----- RECORDS SUPPLIED -----

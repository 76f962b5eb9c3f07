use std::path::{Path, PathBuf};
use std::time::Duration;

use image::codecs::jpeg::JpegEncoder;
use image::imageops::FilterType;
use image::{DynamicImage, GenericImageView};
use reqwest::Client;
use reqwest::header::{CONTENT_TYPE, LOCATION};
use reqwest::redirect::Policy;
use sha2::{Digest, Sha256};
use trove_core::error::AppError;
use trove_core::traits::{FetchedImage, ImageFetcher, ImageStore};
use url::Url;

use crate::guard::ensure_public_url;

const JPEG_QUALITY: u8 = 85;
const MAX_REDIRECTS: usize = 5;

/// Downloads product images over HTTP.
///
/// Scraped image references are untrusted, so by default every URL is
/// checked with [`ensure_public_url`] first. Redirects are followed by hand
/// so that each hop goes through the same check. Use
/// [`allow_private_urls`](Self::allow_private_urls) for local testing.
#[derive(Clone)]
pub struct HttpImageFetcher {
    client: Client,
    timeout_secs: u64,
    max_bytes: usize,
    ssrf_protection: bool,
}

impl HttpImageFetcher {
    pub fn new(timeout: Duration, max_bytes: usize) -> Result<Self, AppError> {
        let client = Client::builder()
            .user_agent("Trove/0.1 (image fetch)")
            .timeout(timeout)
            .redirect(Policy::none())
            .build()
            .map_err(|e| AppError::HttpError(e.to_string()))?;

        Ok(Self {
            client,
            timeout_secs: timeout.as_secs(),
            max_bytes,
            ssrf_protection: true,
        })
    }

    pub fn allow_private_urls(mut self) -> Self {
        self.ssrf_protection = false;
        self
    }

    async fn check(&self, url: &str) -> Result<Url, AppError> {
        if self.ssrf_protection {
            ensure_public_url(url).await
        } else {
            Url::parse(url).map_err(|e| AppError::ValidationError(format!("Invalid URL '{url}': {e}")))
        }
    }

    /// Resolve a redirect `location` against `current` and vet the result.
    async fn redirect_target(&self, current: &Url, location: &str) -> Result<Url, AppError> {
        let next = current
            .join(location)
            .map_err(|e| AppError::HttpError(format!("Bad redirect from {current} to '{location}': {e}")))?;
        self.check(next.as_str()).await
    }

    fn request_error(&self, e: reqwest::Error) -> AppError {
        if e.is_timeout() {
            AppError::Timeout(self.timeout_secs)
        } else if e.is_connect() {
            AppError::NetworkError(format!("Connection failed: {e}"))
        } else {
            AppError::HttpError(e.to_string())
        }
    }

    fn too_large(&self, size: usize, url: &str) -> AppError {
        AppError::ImageError(format!(
            "Image {url} is {size} bytes (limit {})",
            self.max_bytes
        ))
    }
}

impl ImageFetcher for HttpImageFetcher {
    async fn fetch_image(&self, url: &str) -> Result<FetchedImage, AppError> {
        let mut target = self.check(url).await?;
        let mut redirects = 0;
        let response = loop {
            let response = self
                .client
                .get(target.clone())
                .send()
                .await
                .map_err(|e| self.request_error(e))?;
            if !response.status().is_redirection() {
                break response;
            }

            let location = response
                .headers()
                .get(LOCATION)
                .and_then(|v| v.to_str().ok())
                .ok_or_else(|| {
                    AppError::HttpError(format!("Redirect without location for {url}"))
                })?;
            redirects += 1;
            if redirects > MAX_REDIRECTS {
                return Err(AppError::HttpError(format!("Too many redirects for {url}")));
            }
            target = self.redirect_target(&target, location).await?;
        };

        let status = response.status();
        if !status.is_success() {
            return Err(AppError::HttpError(format!(
                "HTTP {} for {}",
                status.as_u16(),
                url
            )));
        }

        let content_type = response
            .headers()
            .get(CONTENT_TYPE)
            .and_then(|v| v.to_str().ok())
            .map(|v| v.to_ascii_lowercase());
        if let Some(ct) = &content_type
            && !ct.starts_with("image/")
        {
            return Err(AppError::ImageError(format!(
                "{url} is not an image (content-type {ct})"
            )));
        }

        if let Some(len) = response.content_length()
            && len as usize > self.max_bytes
        {
            return Err(self.too_large(len as usize, url));
        }

        let bytes = response
            .bytes()
            .await
            .map_err(|e| AppError::NetworkError(format!("Failed to read image body: {e}")))?;
        if bytes.len() > self.max_bytes {
            return Err(self.too_large(bytes.len(), url));
        }

        Ok(FetchedImage {
            url: url.to_string(),
            content_type,
            bytes: bytes.to_vec(),
        })
    }
}

/// Stores normalised JPEGs on disk, addressed by content hash.
///
/// Layout: `<root>/<first two hex chars>/<sha256>.jpg`. Storing the same
/// picture twice yields the same path.
#[derive(Debug, Clone)]
pub struct FsImageStore {
    root: PathBuf,
}

impl FsImageStore {
    pub fn new(root: impl Into<PathBuf>) -> Self {
        Self { root: root.into() }
    }

    pub fn root(&self) -> &Path {
        &self.root
    }
}

impl ImageStore for FsImageStore {
    async fn store(&self, image: FetchedImage, max_dimension: u32) -> Result<String, AppError> {
        let source = image.url;
        let jpeg = tokio::task::spawn_blocking(move || normalize(&image.bytes, max_dimension))
            .await
            .map_err(|e| AppError::Generic(format!("Image task failed: {e}")))??;

        let digest = format!("{:x}", Sha256::digest(&jpeg));
        let dir = self.root.join(&digest[..2]);
        let path = dir.join(format!("{digest}.jpg"));

        if tokio::fs::try_exists(&path).await.unwrap_or(false) {
            return Ok(path.to_string_lossy().into_owned());
        }
        tokio::fs::create_dir_all(&dir)
            .await
            .map_err(|e| AppError::ImageError(format!("Failed to create {}: {e}", dir.display())))?;
        tokio::fs::write(&path, &jpeg)
            .await
            .map_err(|e| AppError::ImageError(format!("Failed to write {}: {e}", path.display())))?;

        tracing::debug!(url = %source, path = %path.display(), bytes = jpeg.len(), "Stored image");
        Ok(path.to_string_lossy().into_owned())
    }
}

/// Decode, flatten to RGB, downscale to fit `max_dimension`, and re-encode as JPEG.
fn normalize(bytes: &[u8], max_dimension: u32) -> Result<Vec<u8>, AppError> {
    let decoded = image::load_from_memory(bytes)
        .map_err(|e| AppError::ImageError(format!("Undecodable image: {e}")))?;

    let (width, height) = decoded.dimensions();
    let fitted = if max_dimension > 0 && width.max(height) > max_dimension {
        decoded.resize(max_dimension, max_dimension, FilterType::Lanczos3)
    } else {
        decoded
    };
    let rgb = DynamicImage::ImageRgb8(fitted.to_rgb8());

    let mut out = Vec::new();
    rgb.write_with_encoder(JpegEncoder::new_with_quality(&mut out, JPEG_QUALITY))
        .map_err(|e| AppError::ImageError(format!("JPEG encoding failed: {e}")))?;
    Ok(out)
}
//! Batch scheduler: fans a job out into units of work and aggregates results.
//!
//! One `run` call drives one job. It owns the job's in-flight units in a
//! `JoinSet` and is the only writer of the job's progress counters; units
//! report back through their join handles in completion order.

use std::collections::HashSet;
use std::sync::Arc;

use tokio::sync::Semaphore;
use tokio::task::{JoinError, JoinSet};
use tokio::time::Instant;
use tokio_util::sync::CancellationToken;

use crate::config::{EngineConfig, RetryPolicy, SchedulerConfig};
use crate::error::FetchError;
use crate::fetch::FetchWorker;
use crate::identity::IdentityRotator;
use crate::image::ImagePipeline;
use crate::job::{JobHandle, JobState};
use crate::models::{RawCandidate, UnitOfWork};
use crate::pipeline::{Rejection, RecordPipeline};
use crate::rate::RateController;
use crate::reporter::{JobEvent, JobReporter};
use crate::traits::{ImageFetcher, ImageStore, ProductStore, SourceAdapter};

type UnitResult = (usize, Result<Vec<RawCandidate>, FetchError>);

/// Why a job stopped dispatching new units.
#[derive(Debug, Clone, Copy, PartialEq, Eq)]
enum Halt {
    Cancelled,
    Saturated,
    TooManyFailures,
    NoIdentities,
}

impl Halt {
    fn reason(&self) -> &'static str {
        match self {
            Halt::Cancelled => "cancelled",
            Halt::Saturated => "requested item count reached",
            Halt::TooManyFailures => "failure ratio exceeded",
            Halt::NoIdentities => "no usable identities",
        }
    }
}

/// Per-run bookkeeping kept outside the job record.
#[derive(Debug, Default)]
struct RunTally {
    succeeded: u32,
    failed: u32,
}

pub struct BatchScheduler<S, F, I>
where
    S: ProductStore,
    F: ImageFetcher,
    I: ImageStore,
{
    config: SchedulerConfig,
    retry: RetryPolicy,
    cross_job_dedup: bool,
    rate: RateController,
    identities: IdentityRotator,
    global: Arc<Semaphore>,
    store: S,
    images: ImagePipeline<F, I, S>,
    reporter: Arc<dyn JobReporter>,
}

impl<S, F, I> BatchScheduler<S, F, I>
where
    S: ProductStore,
    F: ImageFetcher,
    I: ImageStore,
{
    pub fn new(
        config: &EngineConfig,
        rate: RateController,
        identities: IdentityRotator,
        store: S,
        images: ImagePipeline<F, I, S>,
        reporter: Arc<dyn JobReporter>,
    ) -> Self {
        Self {
            config: config.scheduler.clone(),
            retry: config.retry.clone(),
            cross_job_dedup: config.job.cross_job_dedup,
            rate,
            identities,
            global: Arc::new(Semaphore::new(config.scheduler.global_concurrency)),
            store,
            images,
            reporter,
        }
    }

    pub fn images(&self) -> &ImagePipeline<F, I, S> {
        &self.images
    }

    /// Number of units needed to cover `items` candidates.
    pub fn unit_count(&self, items: u32) -> u32 {
        items.div_ceil(self.config.unit_size)
    }

    /// Drive `job` to a terminal state.
    pub async fn run<A: SourceAdapter>(&self, job: Arc<JobHandle>, adapter: A) {
        let (job_id, request, requested) = job.read(|j| (j.id, j.request.clone(), j.items_requested));
        let total_units = self.unit_count(requested);
        job.write(|j| j.units_total = total_units);
        self.reporter.report(JobEvent::JobStarted {
            job_id,
            query: &request.query,
            source: &request.source,
            units: total_units,
        });

        let worker = FetchWorker::new(
            adapter,
            self.rate.clone(),
            self.identities.clone(),
            self.retry.clone(),
        );
        let pipeline = RecordPipeline::new(&request, self.images.enabled());
        let cancel = job.cancel_token().clone();

        let mut seen = HashSet::new();
        let mut tally = RunTally::default();
        let mut in_flight: JoinSet<UnitResult> = JoinSet::new();
        let mut next_sequence = 0usize;
        let mut halt: Option<Halt> = None;
        let mut grace_deadline: Option<Instant> = None;

        loop {
            if halt.is_none() && cancel.is_cancelled() {
                halt = Some(Halt::Cancelled);
            }

            while halt.is_none()
                && in_flight.len() < self.config.per_job_concurrency
                && next_sequence < total_units as usize
            {
                let unit = UnitOfWork {
                    job_id,
                    sequence: next_sequence,
                    page: next_sequence as u32 + 1,
                    limit: self.config.unit_size,
                    request: request.clone(),
                    block_retries: 0,
                    transient_retries: 0,
                };
                self.reporter.report(JobEvent::UnitDispatched {
                    job_id,
                    sequence: next_sequence,
                });
                in_flight.spawn(run_unit(
                    worker.clone(),
                    self.global.clone(),
                    cancel.clone(),
                    unit,
                ));
                next_sequence += 1;
            }

            if in_flight.is_empty() {
                break;
            }

            let deadline = grace_deadline.unwrap_or_else(Instant::now);
            tokio::select! {
                biased;

                () = cancel.cancelled(), if grace_deadline.is_none() => {
                    halt.get_or_insert(Halt::Cancelled);
                    grace_deadline = Some(Instant::now() + self.config.cancel_grace);
                    tracing::debug!(%job_id, in_flight = in_flight.len(), "Draining in-flight units");
                }
                () = tokio::time::sleep_until(deadline), if grace_deadline.is_some() => {
                    let count = in_flight.len();
                    in_flight.abort_all();
                    self.reporter.report(JobEvent::UnitsAbandoned { job_id, count });
                    break;
                }
                Some(joined) = in_flight.join_next() => {
                    if let Some(stop) = self.absorb(&job, &pipeline, &mut seen, &mut tally, total_units, joined).await {
                        if halt.is_none() {
                            self.reporter.report(JobEvent::DispatchHalted { job_id, reason: stop.reason() });
                            halt = Some(stop);
                        }
                        if stop == Halt::Saturated {
                            in_flight.abort_all();
                            break;
                        }
                    }
                }
            }
        }

        self.finish(&job, &tally);
    }

    /// Fold one finished unit into the job. Returns a reason to stop
    /// dispatching, if any.
    async fn absorb(
        &self,
        job: &Arc<JobHandle>,
        pipeline: &RecordPipeline,
        seen: &mut HashSet<String>,
        tally: &mut RunTally,
        total_units: u32,
        joined: Result<UnitResult, JoinError>,
    ) -> Option<Halt> {
        let job_id = job.read(|j| j.id);
        let (sequence, result) = match joined {
            Ok(done) => done,
            Err(e) if e.is_cancelled() => return None,
            Err(e) => {
                tracing::error!(%job_id, error = %e, "Unit task panicked");
                tally.failed += 1;
                job.write(|j| j.record_unit_failure(format!("unit task panicked: {e}")));
                return self.failure_halt(tally, total_units, false);
            }
        };

        match result {
            Ok(candidates) => {
                tally.succeeded += 1;
                job.write(|j| j.units_succeeded += 1);
                self.reporter.report(JobEvent::UnitSucceeded {
                    job_id,
                    sequence,
                    candidates: candidates.len(),
                });
                self.accept_candidates(job, pipeline, seen, candidates).await;
                let full = job.read(|j| j.remaining() == 0);
                full.then_some(Halt::Saturated)
            }
            Err(error) if !error.is_terminal_failure() => None,
            Err(error) => {
                tally.failed += 1;
                self.reporter.report(JobEvent::UnitFailed {
                    job_id,
                    sequence,
                    error: &error,
                });
                job.write(|j| j.record_unit_failure(error.to_string()));
                self.failure_halt(tally, total_units, error == FetchError::NoIdentities)
            }
        }
    }

    fn failure_halt(&self, tally: &RunTally, total_units: u32, no_identities: bool) -> Option<Halt> {
        if no_identities {
            return Some(Halt::NoIdentities);
        }
        let ratio = f64::from(tally.failed) / f64::from(total_units.max(1));
        (ratio >= self.config.max_failure_ratio).then_some(Halt::TooManyFailures)
    }

    async fn accept_candidates(
        &self,
        job: &Arc<JobHandle>,
        pipeline: &RecordPipeline,
        seen: &mut HashSet<String>,
        candidates: Vec<RawCandidate>,
    ) {
        for raw in candidates {
            if job.read(|j| j.remaining() == 0) {
                break;
            }

            let outcome = match pipeline.process(raw, seen) {
                Ok(record) if self.cross_job_dedup => {
                    match self.store.exists_by_fingerprint(&record.fingerprint).await {
                        Ok(true) => Err(Rejection::KnownInStore),
                        Ok(false) => Ok(record),
                        Err(e) => {
                            tracing::warn!(fingerprint = %record.fingerprint, error = %e, "Store lookup failed, accepting record");
                            Ok(record)
                        }
                    }
                }
                other => other,
            };

            match outcome {
                Ok(record) => {
                    if let Err(e) = self.store.upsert(&record).await {
                        tracing::warn!(fingerprint = %record.fingerprint, error = %e, "Failed to persist record");
                    }
                    let accepted = job.write(|j| j.accept(record.clone()));
                    if accepted && self.images.enabled() {
                        self.images.spawn(job.clone(), record);
                    }
                }
                Err(rejection) => {
                    tracing::debug!(%rejection, "Candidate rejected");
                    job.write(|j| j.reject(&rejection));
                }
            }
        }
    }

    fn finish(&self, job: &Arc<JobHandle>, tally: &RunTally) {
        let cancelled = job.cancel_token().is_cancelled();
        let (job_id, state, items_completed, items_found, error_count) = job.write(|j| {
            let target = if cancelled || j.state == JobState::Cancelling {
                JobState::Cancelled
            } else if tally.succeeded == 0 && tally.failed > 0 {
                JobState::Failed
            } else {
                JobState::Completed
            };
            if j.state == JobState::Running && target == JobState::Cancelled {
                j.transition(JobState::Cancelling);
            }
            j.transition(target);
            (
                j.id,
                j.state,
                j.items_completed,
                j.results.len() as u32,
                j.error_count,
            )
        });

        self.reporter.report(JobEvent::JobFinished {
            job_id,
            state,
            items_completed,
            items_found,
            error_count,
        });
    }
}

async fn run_unit<A: SourceAdapter>(
    worker: FetchWorker<A>,
    global: Arc<Semaphore>,
    cancel: CancellationToken,
    mut unit: UnitOfWork,
) -> UnitResult {
    let sequence = unit.sequence;
    let permit = tokio::select! {
        permit = global.acquire_owned() => permit,
        () = cancel.cancelled() => return (sequence, Err(FetchError::Cancelled)),
    };
    let Ok(_permit) = permit else {
        return (sequence, Err(FetchError::Cancelled));
    };
    (sequence, worker.execute(&mut unit, &cancel).await)
}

-----

AIM OF THE EXERCISE. Take the lines from the start of the records through the line holding "const MAX_REDIRECTS: usize = 5;", both included, and please print them exactly, with nothing else.

WORKED SOLUTION.
repository 76f962b5eb9c3f07
use std::path::{Path, PathBuf};
use std::time::Duration;

use image::codecs::jpeg::JpegEncoder;
use image::imageops::FilterType;
use image::{DynamicImage, GenericImageView};
use reqwest::Client;
use reqwest::header::{CONTENT_TYPE, LOCATION};
use reqwest::redirect::Policy;
use sha2::{Digest, Sha256};
use trove_core::error::AppError;
use trove_core::traits::{FetchedImage, ImageFetcher, ImageStore};
use url::Url;

use crate::guard::ensure_public_url;

const JPEG_QUALITY: u8 = 85;
const MAX_REDIRECTS: usize = 5;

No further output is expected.